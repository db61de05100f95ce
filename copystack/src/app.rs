//! Process-wide wiring
//!
//! One explicitly constructed history: open the database, load and trim the
//! store, start the poller, hand out the command service. `shutdown` stops
//! capture, drains queued captures and performs the final flush.

use crate::bus::NotificationBus;
use crate::clipboard::ClipboardBackend;
use crate::commands::CommandService;
use crate::config::{ConfigError, HistoryConfig};
use crate::database::Database;
use crate::interface::CopyStackError;
use crate::poller::{ClipboardPoller, PollerHandle};
use crate::store::HistoryStore;
use std::sync::Arc;
use validator::Validate;

pub struct ClipboardHistory {
    store: Arc<HistoryStore>,
    bus: NotificationBus,
    commands: Arc<CommandService>,
    poller: PollerHandle,
}

impl ClipboardHistory {
    /// Must be called from within a tokio runtime.
    /// Out-of-range settings are rejected before anything is opened.
    pub async fn start(config: HistoryConfig, clipboard: Arc<dyn ClipboardBackend>) -> Result<Self, CopyStackError> {
        config.validate().map_err(ConfigError::from)?;
        let database = Database::open(&config.database_path)?;
        let store = Arc::new(HistoryStore::open(Arc::new(database), config.default_max_items)?);
        let bus = NotificationBus::new(config.notification_capacity as usize);

        let poller = ClipboardPoller::new(clipboard.clone(), config.clipboard_timeout()).await?;
        let poller = poller.spawn(config.poll_interval(), store.clone(), bus.clone());

        let commands = Arc::new(CommandService::new(
            store.clone(),
            clipboard,
            bus.clone(),
            config.clipboard_timeout(),
        ));

        tracing::info!(
            database = %config.database_path.display(),
            poll_interval_ms = config.poll_interval_ms,
            "clipboard history started"
        );

        Ok(Self {
            store,
            bus,
            commands,
            poller,
        })
    }

    pub fn commands(&self) -> Arc<CommandService> {
        self.commands.clone()
    }

    pub fn store(&self) -> Arc<HistoryStore> {
        self.store.clone()
    }

    pub fn bus(&self) -> NotificationBus {
        self.bus.clone()
    }

    pub async fn shutdown(self) -> Result<(), CopyStackError> {
        self.poller.stop().await;
        let store = self.store.clone();
        let flushed = tokio::task::spawn_blocking(move || store.flush())
            .await
            .map_err(|e| CopyStackError::Persistence(e.to_string()))?;
        match &flushed {
            Ok(()) => tracing::info!(records = self.store.len(), "clipboard history stopped"),
            Err(e) => tracing::warn!(error = %e, "final flush failed"),
        }
        flushed
    }
}
//! OS clipboard capability
//!
//! The concrete pasteboard binding lives outside this crate. It only has to
//! provide a change counter, per-item format enumeration, per-format reads
//! and an atomic multi-format write.

use async_trait::async_trait;
use parking_lot::Mutex;
use std::collections::HashSet;
use std::future::Future;
use std::time::Duration;
use thiserror::Error;

use crate::interface::{ClipboardItem, DataItem, FormatTag};
use crate::normalizer::{RawItem, RawSnapshot};

#[derive(Error, Debug, Clone, PartialEq, Eq)]
pub enum ClipboardError {
    #[error("Clipboard unavailable: {0}")]
    Unavailable(String),
    #[error("Format {format} of item {item} is no longer available")]
    FormatUnavailable { item: usize, format: FormatTag },
    #[error("Clipboard access denied: {0}")]
    AccessDenied(String),
    #[error("Clipboard operation timed out after {0:?}")]
    TimedOut(Duration),
}

pub type ClipboardResult<T> = Result<T, ClipboardError>;

#[async_trait]
pub trait ClipboardBackend: Send + Sync {
    /// Monotonically increasing counter, bumped on every clipboard change
    async fn change_count(&self) -> ClipboardResult<u64>;

    /// Format tags per logical item, in OS preference order
    async fn formats(&self) -> ClipboardResult<Vec<Vec<FormatTag>>>;

    /// Bytes of one format of one item
    async fn read(&self, item: usize, format: &FormatTag) -> ClipboardResult<Vec<u8>>;

    /// Replace the clipboard contents with `items` in a single operation
    async fn write(&self, items: &[ClipboardItem]) -> ClipboardResult<()>;
}

/// Read every format of every item currently on the clipboard.
/// Any single failing read fails the whole snapshot.
pub async fn read_snapshot(clipboard: &dyn ClipboardBackend) -> ClipboardResult<RawSnapshot> {
    let layout = clipboard.formats().await?;
    let mut items = Vec::with_capacity(layout.len());
    for (index, tags) in layout.into_iter().enumerate() {
        let mut formats = Vec::with_capacity(tags.len());
        for tag in tags {
            let bytes = clipboard.read(index, &tag).await?;
            formats.push((tag, bytes));
        }
        items.push(RawItem { formats });
    }
    Ok(RawSnapshot { items })
}

/// Bound a clipboard operation so a wedged pasteboard cannot stall the caller
pub async fn with_timeout<T, F>(limit: Duration, operation: F) -> ClipboardResult<T>
where
    F: Future<Output = ClipboardResult<T>>,
{
    match tokio::time::timeout(limit, operation).await {
        Ok(result) => result,
        Err(_) => Err(ClipboardError::TimedOut(limit)),
    }
}

// ─────────────────────────────────────────────────────────────────────────────
// IN-PROCESS PASTEBOARD
// ─────────────────────────────────────────────────────────────────────────────

#[derive(Default)]
struct MemoryState {
    change_count: u64,
    items: Vec<ClipboardItem>,
    unreadable: HashSet<FormatTag>,
    deny_writes: bool,
    unavailable: bool,
}

/// Clipboard held in process memory. Used by tests and headless hosts.
#[derive(Default)]
pub struct MemoryClipboard {
    state: Mutex<MemoryState>,
}

impl MemoryClipboard {
    pub fn new() -> Self {
        Self::default()
    }

    /// Replace the contents as another application would, bumping the counter
    pub fn set_items(&self, items: Vec<ClipboardItem>) {
        let mut state = self.state.lock();
        state.items = items;
        state.change_count += 1;
    }

    pub fn set_text(&self, text: &str) {
        self.set_items(vec![ClipboardItem {
            representations: vec![DataItem {
                format: FormatTag::from(crate::formats::UTF8_PLAIN_TEXT),
                payload: text.as_bytes().to_vec(),
            }],
        }]);
    }

    pub fn contents(&self) -> Vec<ClipboardItem> {
        self.state.lock().items.clone()
    }

    pub fn current_change_count(&self) -> u64 {
        self.state.lock().change_count
    }

    /// Keep advertising `format` but fail every read of it
    pub fn make_unreadable(&self, format: impl Into<FormatTag>) {
        self.state.lock().unreadable.insert(format.into());
    }

    pub fn clear_failures(&self) {
        let mut state = self.state.lock();
        state.unreadable.clear();
        state.deny_writes = false;
        state.unavailable = false;
    }

    pub fn deny_writes(&self, deny: bool) {
        self.state.lock().deny_writes = deny;
    }

    pub fn set_unavailable(&self, unavailable: bool) {
        self.state.lock().unavailable = unavailable;
    }
}

#[async_trait]
impl ClipboardBackend for MemoryClipboard {
    async fn change_count(&self) -> ClipboardResult<u64> {
        let state = self.state.lock();
        if state.unavailable {
            return Err(ClipboardError::Unavailable("pasteboard offline".to_string()));
        }
        Ok(state.change_count)
    }

    async fn formats(&self) -> ClipboardResult<Vec<Vec<FormatTag>>> {
        let state = self.state.lock();
        if state.unavailable {
            return Err(ClipboardError::Unavailable("pasteboard offline".to_string()));
        }
        Ok(state
            .items
            .iter()
            .map(|item| item.representations.iter().map(|rep| rep.format.clone()).collect())
            .collect())
    }

    async fn read(&self, item: usize, format: &FormatTag) -> ClipboardResult<Vec<u8>> {
        let state = self.state.lock();
        if state.unreadable.contains(format) {
            return Err(ClipboardError::FormatUnavailable { item, format: format.clone() });
        }
        state
            .items
            .get(item)
            .and_then(|it| it.representations.iter().find(|rep| &rep.format == format))
            .map(|rep| rep.payload.clone())
            .ok_or_else(|| ClipboardError::FormatUnavailable { item, format: format.clone() })
    }

    async fn write(&self, items: &[ClipboardItem]) -> ClipboardResult<()> {
        let mut state = self.state.lock();
        if state.deny_writes {
            return Err(ClipboardError::AccessDenied("write rejected".to_string()));
        }
        state.items = items.to_vec();
        state.change_count += 1;
        Ok(())
    }
}

#[cfg(test)]
mod tests {
    use super::*;
    use crate::formats::{RTF, UTF8_PLAIN_TEXT};

    fn rich_item() -> ClipboardItem {
        ClipboardItem {
            representations: vec![
                DataItem { format: UTF8_PLAIN_TEXT.into(), payload: b"hello".to_vec() },
                DataItem { format: RTF.into(), payload: b"{\\rtf1 hello}".to_vec() },
            ],
        }
    }

    #[tokio::test]
    async fn test_snapshot_reads_every_format() {
        let clipboard = MemoryClipboard::new();
        clipboard.set_items(vec![rich_item()]);

        let snapshot = read_snapshot(&clipboard).await.unwrap();
        assert_eq!(snapshot.items.len(), 1);
        assert_eq!(snapshot.items[0].formats.len(), 2);
        assert_eq!(snapshot.items[0].formats[1].1, b"{\\rtf1 hello}");
    }

    #[tokio::test]
    async fn test_unreadable_format_fails_snapshot() {
        let clipboard = MemoryClipboard::new();
        clipboard.set_items(vec![rich_item()]);
        clipboard.make_unreadable(RTF);

        let err = read_snapshot(&clipboard).await.unwrap_err();
        assert!(matches!(err, ClipboardError::FormatUnavailable { item: 0, .. }));
    }

    #[tokio::test]
    async fn test_write_bumps_change_count() {
        let clipboard = MemoryClipboard::new();
        let before = clipboard.change_count().await.unwrap();
        clipboard.write(&[rich_item()]).await.unwrap();
        assert_eq!(clipboard.change_count().await.unwrap(), before + 1);
        assert_eq!(clipboard.contents(), vec![rich_item()]);
    }

    #[tokio::test]
    async fn test_denied_write_leaves_contents() {
        let clipboard = MemoryClipboard::new();
        clipboard.set_text("keep");
        clipboard.deny_writes(true);

        let err = clipboard.write(&[rich_item()]).await.unwrap_err();
        assert!(matches!(err, ClipboardError::AccessDenied(_)));
        assert_eq!(clipboard.contents()[0].representations[0].payload, b"keep");
    }

    #[tokio::test]
    async fn test_with_timeout_expires() {
        let result: ClipboardResult<()> = with_timeout(Duration::from_millis(10), async {
            tokio::time::sleep(Duration::from_secs(5)).await;
            Ok(())
        })
        .await;
        assert!(matches!(result, Err(ClipboardError::TimedOut(_))));
    }
}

----

*EXERCISE INSTRUCTIONS*:
Return only the number of lines in the entries that contain the string "limit".

*ANSWER TO THIS TASK*:
3